112

TO FARRINGDON

It wasn’t far, Ash said.

The interior of this car felt larger than the lounge in the Mercedes RV. It wasn’t, but it felt it. The way grown-up furniture felt when you were little. And everything in here was this black that made her like her dress less. It must be a thing, that black.

And the light outside was rainy, silvery, pink, the way it was when she’d first come here, lifting out of that launch bay in the white van.

Netherton, seated beside her, was almost too far away to reach, and if they’d been closer, it would’ve felt too much like a date. Conner was up front with Ash, room enough between them for two other people.

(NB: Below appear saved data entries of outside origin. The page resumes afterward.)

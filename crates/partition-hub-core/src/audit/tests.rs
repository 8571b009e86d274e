// crates/partition-hub-core/src/audit/tests.rs
// ============================================================================
// Module: Audit Sink Unit Tests
// Description: Tests for audit event construction and sinks.
// Purpose: Ensure audit lines are well-formed JSON and never carry secrets.
// Dependencies: partition-hub-core, tempfile
// ============================================================================

//! ## Overview
//! Exercises event outcome derivation and the file and memory sinks.

// ============================================================================
// SECTION: Lint Configuration
// ============================================================================

#![allow(
    clippy::panic,
    clippy::print_stdout,
    clippy::print_stderr,
    clippy::unwrap_used,
    clippy::expect_used,
    clippy::use_debug,
    clippy::dbg_macro,
    clippy::panic_in_result_fn,
    clippy::unwrap_in_result,
    reason = "Test-only output and panic-based assertions are permitted."
)]

// ============================================================================
// SECTION: Imports
// ============================================================================

use serde_json::Value;

use super::AuditSink;
use super::EVENT_CREDENTIAL_ISSUED;
use super::EVENT_PARTITION_CALL;
use super::FileAuditSink;
use super::HubAuditEvent;
use super::HubAuditEventParams;
use super::MemoryAuditSink;
use crate::core::ErrorKind;
use crate::core::PartitionId;

// ============================================================================
// SECTION: Tests
// ============================================================================

#[test]
fn outcome_is_derived_from_error_kind() {
    let failed = HubAuditEvent::new(
        EVENT_PARTITION_CALL,
        HubAuditEventParams {
            partition_id: Some(PartitionId::new("treasury")),
            error_kind: Some(ErrorKind::Timeout),
            record_outcome: true,
            attempt: Some(2),
            ..HubAuditEventParams::default()
        },
    );
    assert_eq!(failed.outcome, Some("failure"));
    assert_eq!(failed.error_kind, Some("timeout"));

    let ok = HubAuditEvent::new(
        EVENT_PARTITION_CALL,
        HubAuditEventParams {
            record_outcome: true,
            ..HubAuditEventParams::default()
        },
    );
    assert_eq!(ok.outcome, Some("success"));
}

#[test]
fn events_without_outcome_omit_the_field() {
    let event = HubAuditEvent::new(EVENT_CREDENTIAL_ISSUED, HubAuditEventParams::default());
    let value = serde_json::to_value(&event).unwrap();
    assert_eq!(value["event"], "credential_issued");
    assert!(value.get("outcome").is_none());
    assert!(value.get("partition_id").is_none());
}

#[test]
fn file_sink_appends_json_lines() {
    let dir = tempfile::tempdir().unwrap();
    let path = dir.path().join("audit.log");
    let sink = FileAuditSink::new(&path).unwrap();
    for attempt in 1 ..= 2 {
        sink.record(&HubAuditEvent::new(
            EVENT_PARTITION_CALL,
            HubAuditEventParams {
                partition_id: Some(PartitionId::new("corporate")),
                attempt: Some(attempt),
                record_outcome: true,
                ..HubAuditEventParams::default()
            },
        ));
    }
    let contents = std::fs::read_to_string(&path).unwrap();
    let lines: Vec<Value> =
        contents.lines().map(|line| serde_json::from_str(line).unwrap()).collect();
    assert_eq!(lines.len(), 2);
    assert_eq!(lines[1]["attempt"], 2);
    assert_eq!(lines[0]["partition_id"], "corporate");
}

#[test]
fn memory_sink_filters_by_name() {
    let sink = MemoryAuditSink::default();
    sink.record(&HubAuditEvent::new(EVENT_CREDENTIAL_ISSUED, HubAuditEventParams::default()));
    sink.record(&HubAuditEvent::new(EVENT_PARTITION_CALL, HubAuditEventParams::default()));
    assert_eq!(sink.events().len(), 2);
    assert_eq!(sink.events_named(EVENT_PARTITION_CALL).len(), 1);
}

She wished it had a coffee machine, but that made her think of Tommy and Carlos and everybody back there, with Homes convoying in from three different directions. “Can I still phone home?” she asked Ash, assuming she could hear her through the partition.

“Yes, but do it now. We’ll be there soon.”

Ash had helped her set up the peripheral’s phone for dialing, while they waited for Burton to get into the trunk and fold up, transferring the numbers from her own phone. Now she brought the badges up, scrolled to Macon’s yellow one with the single red nubbin, and tapped the roof of her mouth.

“Hey,” said Macon.

“What’s happening?”

“Guests still on the way,” he said.

“Shit. .”

“Putting it mildly.”

“Who’s with my mother?”

“Janice. And Carlos and his friends, some of them.”

Flynne saw herself in the white bed, under the white crown, Burton and Conner beside her in their own beds. What would happen here if she died there, she wondered for the first time? Nothing, except that her peripheral would go on automatic pilot, that cloud thing. Would it still bullshit, then, if you asked it about Daedra’s art? Would that be the only remaining evidence that she’d been here?

“Better wrap it up,” Ash said. “We’re driving into their protocol now.”

Faintly at first, she heard the whispers of those fairy police dispatchers, around the base of Aelita’s building.